→ Try it:
Restate the last part of the records below word for word, beginning at the line with "filename crates/amu-guard-core/src/bin/uniffi-bindgen.rs" and ending at the final line.

→ Data for review:
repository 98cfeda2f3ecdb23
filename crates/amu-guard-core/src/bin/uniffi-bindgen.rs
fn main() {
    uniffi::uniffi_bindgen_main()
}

→ Answer for the task:
filename crates/amu-guard-core/src/bin/uniffi-bindgen.rs
fn main() {
    uniffi::uniffi_bindgen_main()
}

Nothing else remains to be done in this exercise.